From all of this, we can see how vital it is for the Bishop to nurture and support the flock entrusted to him by Christ with the Word of God daily. Of course every Bishop knows this, but we mention it in order to help believers understand how necessary the Sermon is in the Divine Liturgy of our Church. The faithful should attentively listen to it, which is the voice of God reaching out to us in simple words. To understand the relationship between the Sermon and the Holy Mystery of the Eucharist, we can use the image of fabric weaving. That is, just as a fabric is woven into an inseparable unity with the warp and the weft, so the Holy Eucharist is maintained and completed by the divine Word. The Holy Eucharist sanctifies the faithful and unites them with Christ, and so the close connection to the divine Word is clear. This harmonious connection of the two provides us with the completion of the work of our salvation in Christ the Savior. After all, it is Christ Himself who acts both in the Sermon and in the Divine Eucharist.

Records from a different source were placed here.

//! Request builder, response parser and round-trip driver for the Ohmyfin API.
//!
//! # Design
//! `OhmyfinClient` holds an immutable `ClientConfig` and a `Transport`.
//! Every operation is available in two shapes:
//! - `build_*` validates the options and produces an `HttpRequest` without
//!   touching the network; `parse_response` interprets whatever came back.
//! - `track`, `change`, `validate` and `get_ssi` run the full
//!   build → transport → parse pipeline in one blocking call.
//!
//! There are no retries. Each call is exactly one round-trip, or none at all
//! when local validation fails.

use std::fmt;
use std::time::Duration;

use serde_json::Value;
use tracing::debug;

use crate::error::{Error, FieldErrors, Result};
use crate::http::{HttpMethod, HttpRequest, HttpResponse};
use crate::transport::{Transport, UreqTransport};
use crate::types::{to_payload, ChangeRequest, Payload, SsiRequest, TrackRequest, ValidateRequest};

pub const DEFAULT_BASE_URL: &str = "https://ohmyfin.ai";
pub const DEFAULT_TIMEOUT: Duration = Duration::from_secs(30);

pub const TRACK_PATH: &str = "/api/track";
pub const CHANGE_PATH: &str = "/api/change";
pub const VALIDATE_PATH: &str = "/api/validate";
pub const SSI_PATH: &str = "/api/getssi";

/// Header carrying the API key.
pub const AUTH_HEADER: &str = "KEY";
pub const USER_AGENT: &str = concat!("ohmyfin-rust/", env!("CARGO_PKG_VERSION"));

const GENERIC_FAILURE: &str = "API request failed";

/// Connection settings, fixed for the lifetime of a client.
#[derive(Clone)]
pub struct ClientConfig {
    api_key: String,
    base_url: String,
    timeout: Duration,
}

impl ClientConfig {
    pub fn new(api_key: impl Into<String>) -> Result<Self> {
        let api_key = api_key.into();
        if api_key.is_empty() {
            return Err(Error::Configuration(
                "API key is required. Get your API key at https://ohmyfin.ai".to_string(),
            ));
        }
        Ok(Self {
            api_key,
            base_url: DEFAULT_BASE_URL.to_string(),
            timeout: DEFAULT_TIMEOUT,
        })
    }

    pub fn with_base_url(mut self, base_url: &str) -> Self {
        self.base_url = base_url.trim_end_matches('/').to_string();
        self
    }

    pub fn with_timeout(mut self, timeout: Duration) -> Result<Self> {
        if timeout.is_zero() {
            return Err(Error::Configuration("timeout must be greater than zero".to_string()));
        }
        self.timeout = timeout;
        Ok(self)
    }

    pub fn base_url(&self) -> &str {
        &self.base_url
    }

    pub fn timeout(&self) -> Duration {
        self.timeout
    }
}

// The API key never appears in Debug output.
impl fmt::Debug for ClientConfig {
    fn fmt(&self, f: &mut fmt::Formatter<'_>) -> fmt::Result {
        f.debug_struct("ClientConfig")
            .field("api_key", &"<redacted>")
            .field("base_url", &self.base_url)
            .field("timeout", &self.timeout)
            .finish()
    }
}

/// Blocking client for the Ohmyfin API.
///
/// ```no_run
/// use ohmyfin_core::{OhmyfinClient, TrackRequest};
///
/// let client = OhmyfinClient::new("your-api-key")?;
/// let result = client.track(
///     &TrackRequest::new(10000u32, "2024-01-15", "USD")
///         .with_uetr("97ed4827-7b6f-4491-a06f-b548d5a7512d"),
/// )?;
/// println!("{}", result["status"]);
/// # Ok::<(), ohmyfin_core::Error>(())
/// ```
#[derive(Debug, Clone)]
pub struct OhmyfinClient<T = UreqTransport> {
    config: ClientConfig,
    transport: T,
}

impl OhmyfinClient<UreqTransport> {
    /// Client against the public service with the default timeout.
    pub fn new(api_key: impl Into<String>) -> Result<Self> {
        Ok(Self::with_config(ClientConfig::new(api_key)?))
    }

    pub fn with_config(config: ClientConfig) -> Self {
        Self::with_transport(config, UreqTransport)
    }
}

impl<T: Transport> OhmyfinClient<T> {
    pub fn with_transport(config: ClientConfig, transport: T) -> Self {
        Self { config, transport }
    }

    pub fn config(&self) -> &ClientConfig {
        &self.config
    }

    /// Build a request for an arbitrary API path. An empty or missing
    /// payload produces a request without a body.
    pub fn build_request(
        &self,
        method: HttpMethod,
        path: &str,
        payload: Option<&Payload>,
    ) -> Result<HttpRequest> {
        let body = match payload.filter(|p| !p.is_empty()) {
            Some(p) => Some(serde_json::to_string(p).map_err(|e| Error::Serialization(e.to_string()))?),
            None => None,
        };
        Ok(HttpRequest {
            method,
            url: format!("{}{path}", self.config.base_url),
            headers: vec![
                (AUTH_HEADER.to_string(), self.config.api_key.clone()),
                ("Content-Type".to_string(), "application/json".to_string()),
                ("Accept".to_string(), "application/json".to_string()),
                ("User-Agent".to_string(), USER_AGENT.to_string()),
            ],
            body,
            timeout: self.config.timeout,
        })
    }

    pub fn build_track(&self, input: &TrackRequest) -> Result<HttpRequest> {
        input.validate()?;
        self.build_request(HttpMethod::Post, TRACK_PATH, Some(&to_payload(input)?))
    }

    pub fn build_change(&self, input: &ChangeRequest) -> Result<HttpRequest> {
        input.validate()?;
        self.build_request(HttpMethod::Post, CHANGE_PATH, Some(&to_payload(input)?))
    }

    pub fn build_validate(&self, input: &ValidateRequest) -> Result<HttpRequest> {
        input.validate()?;
        self.build_request(HttpMethod::Post, VALIDATE_PATH, Some(&to_payload(input)?))
    }

    pub fn build_get_ssi(&self, input: &SsiRequest) -> Result<HttpRequest> {
        input.validate()?;
        self.build_request(HttpMethod::Post, SSI_PATH, Some(&to_payload(input)?))
    }

    /// Turn a raw response into the decoded JSON object or an `Error::Api`.
    pub fn parse_response(&self, response: HttpResponse) -> Result<Payload> {
        if !response.is_success() {
            return Err(api_error(&response));
        }
        match serde_json::from_str::<Value>(&response.body) {
            Ok(Value::Object(map)) => Ok(map),
            Ok(other) => Err(Error::Decode {
                status: response.status,
                message: format!("expected a JSON object, got {}", json_kind(&other)),
            }),
            Err(e) => Err(Error::Decode {
                status: response.status,
                message: e.to_string(),
            }),
        }
    }

    /// One round-trip against `path`.
    pub fn request(&self, method: HttpMethod, path: &str, payload: Option<&Payload>) -> Result<Payload> {
        let request = self.build_request(method, path, payload)?;
        self.send(&request)
    }

    /// Track a payment by UETR or reference.
    ///
    /// The response usually carries `status`, `lastupdate`, `details` (one
    /// entry per bank in the chain) and `limits`.
    pub fn track(&self, input: &TrackRequest) -> Result<Payload> {
        let request = self.build_track(input)?;
        self.send(&request)
    }

    /// Report a status change for a payment.
    pub fn change(&self, input: &ChangeRequest) -> Result<Payload> {
        let request = self.build_change(input)?;
        self.send(&request)
    }

    /// Validate routing data before sending a payment.
    pub fn validate(&self, input: &ValidateRequest) -> Result<Payload> {
        let request = self.build_validate(input)?;
        self.send(&request)
    }

    /// Fetch standard settlement instructions for a bank and currency.
    pub fn get_ssi(&self, swift: &str, currency: &str) -> Result<Payload> {
        let request = self.build_get_ssi(&SsiRequest::new(swift, currency))?;
        self.send(&request)
    }

    fn send(&self, request: &HttpRequest) -> Result<Payload> {
        debug!(
            method = %request.method,
            url = %request.url,
            has_body = request.body.is_some(),
            "sending request"
        );
        let response = self.transport.execute(request)?;
        debug!(status = response.status, url = %request.url, "received response");
        self.parse_response(response)
    }
}

/// Map a non-2xx response to `Error::Api`, preferring the service's own
/// message and field errors when the body is a JSON object.
fn api_error(response: &HttpResponse) -> Error {
    let status = response.status;
    match serde_json::from_str::<Value>(&response.body) {
        Ok(Value::Object(mut body)) => {
            let message = match body.remove("message") {
                Some(Value::String(s)) => s,
                None | Some(Value::Null) => GENERIC_FAILURE.to_string(),
                Some(other) => other.to_string(),
            };
            let errors = match body.remove("errors") {
                Some(Value::Object(errors)) => errors,
                _ => FieldErrors::new(),
            };
            Error::Api {
                message,
                status,
                errors,
            }
        }
        _ => Error::Api {
            message: format!("{GENERIC_FAILURE} with status {status}"),
            status,
            errors: FieldErrors::new(),
        },
    }
}

fn json_kind(value: &Value) -> &'static str {
    match value {
        Value::Null => "null",
        Value::Bool(_) => "a boolean",
        Value::Number(_) => "a number",
        Value::String(_) => "a string",
        Value::Array(_) => "an array",
        Value::Object(_) => "an object",
    }
}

With the Sacred Readings and Sermon, the first part of the Divine Liturgy, known as the Liturgy of the Catechumens, is essentially completed. This whole first part of the Divine Liturgy is summarized in a verse from St. John the Evangelist: "And the Word became flesh and dwelt among us, and we beheld His glory, the glory as of the only begotten of the Father, full of grace and truth.” (John 1:14). By presenting the Holy Word and Work of Christ during the Divine Liturgy, we claim to hear Christ, to see Christ, and to imitate His holy life.

At this point a question arises: Is it enough for the Orthodox Christian to listen carefully to the Sermon, and then just focus on how they alone will benefit from it? The New Testament is full of exhortations to Christians to bring the word of God to others. We all surely remember the Parable of the Talents (see Matthew 25:24-30). The servant who did not use the talent he received but hid it in the earth was condemned by the Lord. The Church in her hymns characterizes this buried talent in the parable as the word of God and urges us: " Soul, you have heard the sentence pronounced on him who hid his talent, so do not bury God's word. Rather, proclaim His wonders, so that abounding in grace, you may enter into the joy of your Lord." (Doxastikon of Great Tuesday). St. Paul exhorted his disciple Timothy with these words: "And the things that you have heard from me among many witnesses, commit these to faithful men who will be able to teach others also" (2 Timothy 2: 2). This was practiced by the early Christians and continues to this day. The founding of the Church of Rome is an impressive example. Before the Apostle Paul or Peter or any other Apostle or Bishop went there, a dynamic Church began to develop in the capital of the empire, formed by ordinary Christians going to Rome for personal business or errands. So when the Apostle Paul arrived in Rome, Luke writes: "when the brethren heard about us, they came to meet us... when Paul saw them, he thanked God, and took courage” (Acts 28: 14-15).

My dear brothers and sisters, I hope that each of us understands their own part in the responsibility of spreading the word of God in their surroundings. Amen.